After India pointed this out, several other countries such as Philippines, Indonesia, Malaysia, Vietnam, and Australia also took up the issue and supported India’s position on the matter.

What you need to know about RCEP?

RCEP is proposed between the ten member states of the Association of Southeast Asian Nations (ASEAN) (Brunei, Burma (Myanmar), Cambodia, Indonesia, Laos, Malaysia, the Philippines, Singapore, Thailand, Vietnam) and the six states with which ASEAN has existing FTAs (Australia, China, India, Japan, South Korea and New Zealand).

RCEP negotiations were formally launched in November 2012 at the ASEAN Summit in Cambodia.

Aim: RCEP aims to boost goods trade by eliminating most tariff and non-tariff barriers — a move that is expected to provide the region’s consumers greater choice of quality products at affordable rates. It also seeks to liberalise investment norms and do away with services trade restrictions.

Why has it assumed so much significance in recent times?

When inked, it would become the world’s biggest free trade pact. This is because the 16 nations account for a total GDP of about $50 trillion and house close to 3.5 billion people. India (GDP-PPP worth $9.5 trillion and population of 1.3 billion) and China (GDP-PPP of $23.2 trillion and population of 1.4 billion) together comprise the RCEP’s biggest component in terms of market size.

Why is India concerned?

Greater access to Chinese goods may have impact on the Indian manufacturing sector. India has got massive trade deficit with China. Under these circumstances, India proposed differential market access strategy for China.

There are demands by other RCEP countries for lowering customs duties on a number of products and greater access to the market than India has been willing to provide.

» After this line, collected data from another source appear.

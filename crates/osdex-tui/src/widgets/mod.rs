pub mod help;
pub mod notification;
pub mod query_bar;
pub mod results;
pub mod status_bar;
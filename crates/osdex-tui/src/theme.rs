//! Colour theme for the osdex TUI.
//!
//! The theme is a TOML file embedded in the binary via [`include_str!`] so
//! the application works without any files on disk. Call
//! [`Theme::load_default`] at startup and pass the result through the
//! application as a shared reference.
//!
//! # Colour assignment for codes
//!
//! Record codes are hashed to a stable index into the palette so the same
//! code always gets the same colour within a session, regardless of which
//! search surfaced it.

use config::{Config, File, FileFormat};
use ratatui::style::{Color, Modifier, Style};
use serde::Deserialize;

const DEFAULT_THEME_SRC: &str = include_str!("themes/default.toml");

// ---------------------------------------------------------------------------
// Raw (serde) types — mirror the TOML structure
// ---------------------------------------------------------------------------

#[derive(Debug, Deserialize)]
struct RawStyle {
    fg: Option<String>,
    bg: Option<String>,
    #[serde(default)]
    bold: bool,
    #[serde(default)]
    dim: bool,
}

impl RawStyle {
    fn into_style(self) -> Style {
        let mut style = Style::default();
        if let Some(ref s) = self.fg {
            if let Some(c) = parse_color(s) {
                style = style.fg(c);
            }
        }
        if let Some(ref s) = self.bg {
            if let Some(c) = parse_color(s) {
                style = style.bg(c);
            }
        }
        if self.bold {
            style = style.add_modifier(Modifier::BOLD);
        }
        if self.dim {
            style = style.add_modifier(Modifier::DIM);
        }
        style
    }
}

#[derive(Debug, Deserialize)]
struct RawFields {
    code: RawStyle,
    label: RawStyle,
    value: RawStyle,
}

#[derive(Debug, Deserialize)]
struct RawBorders {
    focused: RawStyle,
    unfocused: RawStyle,
}

#[derive(Debug, Deserialize)]
struct RawSearch {
    highlight: RawStyle,
}

#[derive(Debug, Deserialize)]
struct RawNotification {
    info: RawStyle,
    error: RawStyle,
}

#[derive(Debug, Deserialize)]
struct RawCodes {
    palette: Vec<String>,
}

#[derive(Debug, Deserialize)]
struct RawTheme {
    fields: RawFields,
    borders: RawBorders,
    search: RawSearch,
    notification: RawNotification,
    codes: RawCodes,
}

// ---------------------------------------------------------------------------
// Public Theme type
// ---------------------------------------------------------------------------

/// Application colour theme.
///
/// All styles are pre-resolved ratatui [`Style`] values — no allocation at
/// render time.
#[derive(Debug, Clone)]
pub struct Theme {
    /// Style for record codes in the results pane.
    pub field_code: Style,
    /// Style for field labels ("OS:", "Sub-OS:", ...).
    pub field_label: Style,
    /// Style for field values.
    pub field_value: Style,

    /// Border style for the currently focused pane.
    pub border_focused: Style,
    /// Border style for unfocused panes.
    pub border_unfocused: Style,

    /// Inline highlight applied to matched search spans.
    pub search_highlight: Style,

    /// Banner style for informational notifications (copy confirmations).
    pub notification_info: Style,
    /// Banner style for error notifications.
    pub notification_error: Style,

    /// Ordered colour palette used for code colour cycling.
    code_palette: Vec<Color>,
}

impl Theme {
    /// Load and parse the embedded default theme.
    ///
    /// # Panics
    ///
    /// Panics if the embedded TOML is malformed, which is covered by tests
    /// and cannot happen at runtime.
    pub fn load_default() -> Self {
        Self::from_toml_str(DEFAULT_THEME_SRC).expect("embedded default theme must be valid TOML")
    }

    /// Parse a theme from a TOML string.
    ///
    /// Unknown keys are ignored so user themes can be forward-compatible
    /// with future theme additions.
    pub fn from_toml_str(src: &str) -> anyhow::Result<Self> {
        let raw: RawTheme = Config::builder()
            .add_source(File::from_str(src, FileFormat::Toml))
            .build()?
            .try_deserialize()?;

        Ok(Self {
            field_code: raw.fields.code.into_style(),
            field_label: raw.fields.label.into_style(),
            field_value: raw.fields.value.into_style(),
            border_focused: raw.borders.focused.into_style(),
            border_unfocused: raw.borders.unfocused.into_style(),
            search_highlight: raw.search.highlight.into_style(),
            notification_info: raw.notification.info.into_style(),
            notification_error: raw.notification.error.into_style(),
            code_palette: raw
                .codes
                .palette
                .iter()
                .filter_map(|s| parse_color(s))
                .collect(),
        })
    }

    /// Return a stable [`Style`] for a record code.
    ///
    /// The colour is determined by hashing the code and taking the result
    /// modulo the palette length, so the same code always maps to the same
    /// colour within a session.
    pub fn code_style(&self, code: &str) -> Style {
        if self.code_palette.is_empty() {
            return self.field_code;
        }
        let idx = stable_hash(code) % self.code_palette.len();
        self.field_code.fg(self.code_palette[idx])
    }
}

// ---------------------------------------------------------------------------
// Helpers
// ---------------------------------------------------------------------------

/// Simple djb2-style hash that is stable across Rust versions and process
/// restarts, making code colour assignment deterministic.
fn stable_hash(s: &str) -> usize {
    s.bytes().fold(5381usize, |acc, b| {
        acc.wrapping_mul(31).wrapping_add(b as usize)
    })
}

/// Parse a colour name into a ratatui [`Color`].
///
/// Accepts:
/// - Named terminal colours (case-insensitive): `red`, `dark_gray`, etc.
/// - Hex RGB: `#rrggbb`
/// - 256-colour indexed: `indexed:N`
fn parse_color(s: &str) -> Option<Color> {
    match s.to_ascii_lowercase().as_str() {
        "black" => Some(Color::Black),
        "red" => Some(Color::Red),
        "green" => Some(Color::Green),
        "yellow" => Some(Color::Yellow),
        "blue" => Some(Color::Blue),
        "magenta" => Some(Color::Magenta),
        "cyan" => Some(Color::Cyan),
        "gray" | "grey" => Some(Color::Gray),
        "dark_gray" | "darkgray" | "dark_grey" | "darkgrey" => Some(Color::DarkGray),
        "light_red" => Some(Color::LightRed),
        "light_green" => Some(Color::LightGreen),
        "light_yellow" => Some(Color::LightYellow),
        "light_blue" => Some(Color::LightBlue),
        "light_magenta" => Some(Color::LightMagenta),
        "light_cyan" => Some(Color::LightCyan),
        "white" => Some(Color::White),
        s if s.starts_with('#') && s.len() == 7 => {
            let r = u8::from_str_radix(&s[1..3], 16).ok()?;
            let g = u8::from_str_radix(&s[3..5], 16).ok()?;
            let b = u8::from_str_radix(&s[5..7], 16).ok()?;
            Some(Color::Rgb(r, g, b))
        }
        s if s.starts_with("indexed:") => {
            let n: u8 = s["indexed:".len()..].parse().ok()?;
            Some(Color::Indexed(n))
        }
        _ => None,
    }
}

// ---------------------------------------------------------------------------
// Tests
// ---------------------------------------------------------------------------
//! Domain-specific assertions with context-rich failure messages.

use osdex_core::types::ServiceOrder;

/// Assert that a result set contains exactly the given codes, in order.
pub fn assert_codes(results: &[&ServiceOrder], expected: &[&str]) {
    let actual: Vec<&str> = results.iter().map(|o| o.code.as_str()).collect();
    assert_eq!(
        actual, expected,
        "result codes differ\n  expected: {expected:?}\n  actual:   {actual:?}"
    );
}

/// Assert that every result is a record from `dataset` (search must never
/// fabricate records).
pub fn assert_results_from_dataset(results: &[&ServiceOrder], dataset: &[ServiceOrder]) {
    for result in results {
        assert!(
            dataset.iter().any(|order| order == *result),
            "result {:?} is not part of the dataset",
            result.code
        );
    }
}
//! Process-wide channel registry
//!
//! Holds one live channel per name with reference-counted acquire/release.
//! Channels outlive the views that use them: releasing the last reference
//! does not close anything, only an explicit [`ChannelRegistry::disconnect`]
//! does.

use std::collections::HashMap;
use std::sync::Arc;

use tokio::sync::RwLock;
use tokio::task::JoinHandle;

use super::connection::{ChannelHandle, ReconnectPolicy};
use super::handler::ChannelDriver;
use super::transport::Connector;

struct ChannelEntry {
    handle: ChannelHandle,
    task: JoinHandle<()>,
}

/// Registry of realtime channels keyed by channel name
#[derive(Clone)]
pub struct ChannelRegistry {
    channels: Arc<RwLock<HashMap<String, ChannelEntry>>>,
    connector: Arc<dyn Connector>,
    policy: ReconnectPolicy,
}

impl ChannelRegistry {
    /// Create a registry that opens transports through `connector`
    pub fn new(connector: Arc<dyn Connector>, policy: ReconnectPolicy) -> Self {
        Self {
            channels: Arc::new(RwLock::new(HashMap::new())),
            connector,
            policy,
        }
    }

    /// Acquire a handle to `channel`, connecting it if needed
    ///
    /// Idempotent: while a live handle exists it is returned (with its
    /// reference count bumped) instead of opening a duplicate connection.
    /// A failed or shut-down channel is replaced.
    pub async fn connect(&self, channel: &str, credential: &str) -> ChannelHandle {
        let mut channels = self.channels.write().await;

        if let Some(entry) = channels.get(channel) {
            if entry.handle.is_live() {
                let refs = entry.handle.acquire();
                tracing::debug!(
                    channel = %channel,
                    refs,
                    "Reusing live channel"
                );
                return entry.handle.clone();
            }
        }

        let (handle, outbound) = ChannelHandle::new(channel);
        let driver = ChannelDriver {
            shared: Arc::clone(&handle.shared),
            credential: credential.to_string(),
            connector: Arc::clone(&self.connector),
            policy: self.policy.clone(),
            outbound,
            shutdown: handle.shared.shutdown.subscribe(),
        };
        let task = tokio::spawn(driver.run());

        if let Some(stale) = channels.insert(
            channel.to_string(),
            ChannelEntry {
                handle: handle.clone(),
                task,
            },
        ) {
            stale.handle.shutdown();
            stale.task.abort();
        }

        tracing::info!(
            channel = %channel,
            session_id = %handle.session_id(),
            total_channels = channels.len(),
            "Channel opened"
        );

        handle
    }

    /// Give back a reference; never disconnects
    ///
    /// Returns the remaining reference count.
    pub async fn release(&self, channel: &str) -> usize {
        let channels = self.channels.read().await;
        match channels.get(channel) {
            Some(entry) => {
                let remaining = entry.handle.release();
                tracing::debug!(channel = %channel, remaining, "Channel reference released");
                remaining
            }
            None => 0,
        }
    }

    /// Tear a channel down explicitly
    ///
    /// Returns false if no such channel was registered.
    pub async fn disconnect(&self, channel: &str) -> bool {
        let entry = {
            let mut channels = self.channels.write().await;
            channels.remove(channel)
        };

        match entry {
            Some(entry) => {
                entry.handle.shutdown();
                if let Err(e) = entry.task.await {
                    tracing::warn!(channel = %channel, error = %e, "Channel driver ended abnormally");
                }
                tracing::info!(channel = %channel, "Channel disconnected explicitly");
                true
            }
            None => false,
        }
    }

    /// Disconnect every channel (app-lifetime teardown)
    pub async fn disconnect_all(&self) {
        let names: Vec<String> = {
            let channels = self.channels.read().await;
            channels.keys().cloned().collect()
        };
        for name in names {
            self.disconnect(&name).await;
        }
    }

    /// Get a registered channel without acquiring it
    pub async fn get(&self, channel: &str) -> Option<ChannelHandle> {
        let channels = self.channels.read().await;
        channels.get(channel).map(|entry| entry.handle.clone())
    }

    /// Get statistics about the registry
    pub async fn stats(&self) -> RegistryStats {
        let channels = self.channels.read().await;
        RegistryStats {
            channels: channels.len(),
            live_channels: channels.values().filter(|e| e.handle.is_live()).count(),
            references: channels.values().map(|e| e.handle.ref_count()).sum(),
        }
    }
}

/// Statistics about registered channels
#[derive(Debug, Clone, PartialEq, Eq)]
pub struct RegistryStats {
    /// Number of registered channels
    pub channels: usize,
    /// Channels that are neither failed nor shut down
    pub live_channels: usize,
    /// Sum of outstanding references
    pub references: usize,
}
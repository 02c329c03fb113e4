//! Message reconciliation store
//!
//! Merges three sources into one timeline per ticket:
//!
//! - **History**: the bulk-loaded page, authoritative for confirmed ids
//! - **Optimistic sends**: `temp-<tempId>` placeholders appended at send time
//! - **Server events**: `message-sent` confirmations and `new-message` pushes
//!
//! The same final id may arrive through both the confirmation and the push
//! path, in either order, or twice. Exactly one copy survives, and once a
//! confirmation arrives its placeholder is gone.
//!
//! Canonical order is ascending `created_at`; entries with equal timestamps
//! keep their arrival order.

use std::collections::{BTreeMap, HashMap};

use helpmate_shared::{
    Message, MessageId, SyncError, TempId, TicketId, UserId, UserRole,
};
use time::{Date, OffsetDateTime, UtcOffset};

/// A send awaiting its `message-sent` confirmation
#[derive(Debug, Clone, PartialEq, Eq)]
pub struct PendingSend {
    pub temp_id: TempId,
    pub ticket_id: TicketId,
    pub content: String,
    pub dispatched_at: OffsetDateTime,
}

/// Result of applying a confirmation
#[derive(Debug, Clone, Copy, PartialEq, Eq)]
pub struct ConfirmOutcome {
    /// The `temp-<tempId>` placeholder was present and removed
    pub placeholder_removed: bool,
    /// The confirmed record was inserted (false if a push got there first)
    pub inserted: bool,
}

/// Result of applying a push
#[derive(Debug, Clone, Copy, PartialEq, Eq)]
pub enum PushOutcome {
    Inserted,
    Duplicate,
    /// No open timeline for the message's ticket
    Dropped,
}

/// Result of merging a history page
#[derive(Debug, Clone, Copy, Default, PartialEq, Eq)]
pub struct HistoryOutcome {
    pub inserted: usize,
    pub replaced: usize,
}

/// Messages of one calendar day, for display
#[derive(Debug, Clone, PartialEq)]
pub struct DayGroup<'a> {
    pub date: Date,
    pub messages: Vec<&'a Message>,
}

/// Ordered, de-duplicated message timeline of one ticket
#[derive(Debug, Default)]
pub struct Timeline {
    messages: Vec<Message>,
    pending: BTreeMap<TempId, PendingSend>,
    loaded: bool,
}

Why India should not miss RCEP?

If India is out of the RCEP, it would make its exports price uncompetitive with other RCEP members’ exports in each RCEP market, and the ensuing export-losses contributing to foreign exchange shortages and the subsequent extent of depreciation of the rupee can only be left to imagination. Some of the sectors that have been identified as potential sources of India’s export growth impulses under RCEP to the tune of approximately $200 billion.

There are more compelling trade and economic reasons for RCEP to become India-led in future, than otherwise. India would get greater market access in other countries not only in terms of goods, but in services and investments also.

What to study?

Static Part: RCEP- Key facts and Geographical location of member countries.
Dynamic and Current: Why is India concerned, gains and losses from this, what India needs to do?

Protocol amending India-China DTAA

The Government of Republic of India and the Government of the People’s Republic of China have amended the Double Taxation Avoidance Agreement (DTAA) by signing a Protocol.

Purpose of the amendment of DTAA:

For the avoidance of double taxation.
For the prevention of fiscal evasion with respect to taxes on income.
Additional changes by signing the Protocol:

It updates the existing provisions for exchange of information to the latest international standards.
It incorporates changes required to implement treaty related minimum standards under the Action reports of Base Erosion & Profit Shifting (BEPS) Project, where India participated on an equal footing.
Legal Provision:

Under Section 90 of the Income-tax Act, 1961, India can enter into an agreement with a foreign country or specified territory for the avoidance of double taxation of income, for the exchange of information for the prevention of evasion.

Double Taxation Avoidance Agreement (DTAA):

It is referred as Tax Treaty, a bilateral economic agreement between two nations that aims to avoid or eliminate double taxation of the same income in two countries.

A DTAA applies in cases where a tax-payer resides in one country and earns income in another.

DTAAs can either be comprehensive to cover all sources of income or be limited to certain areas such as taxing of income from shipping, air transport, inheritance, etc.

India has DTAAs with more than eighty countries.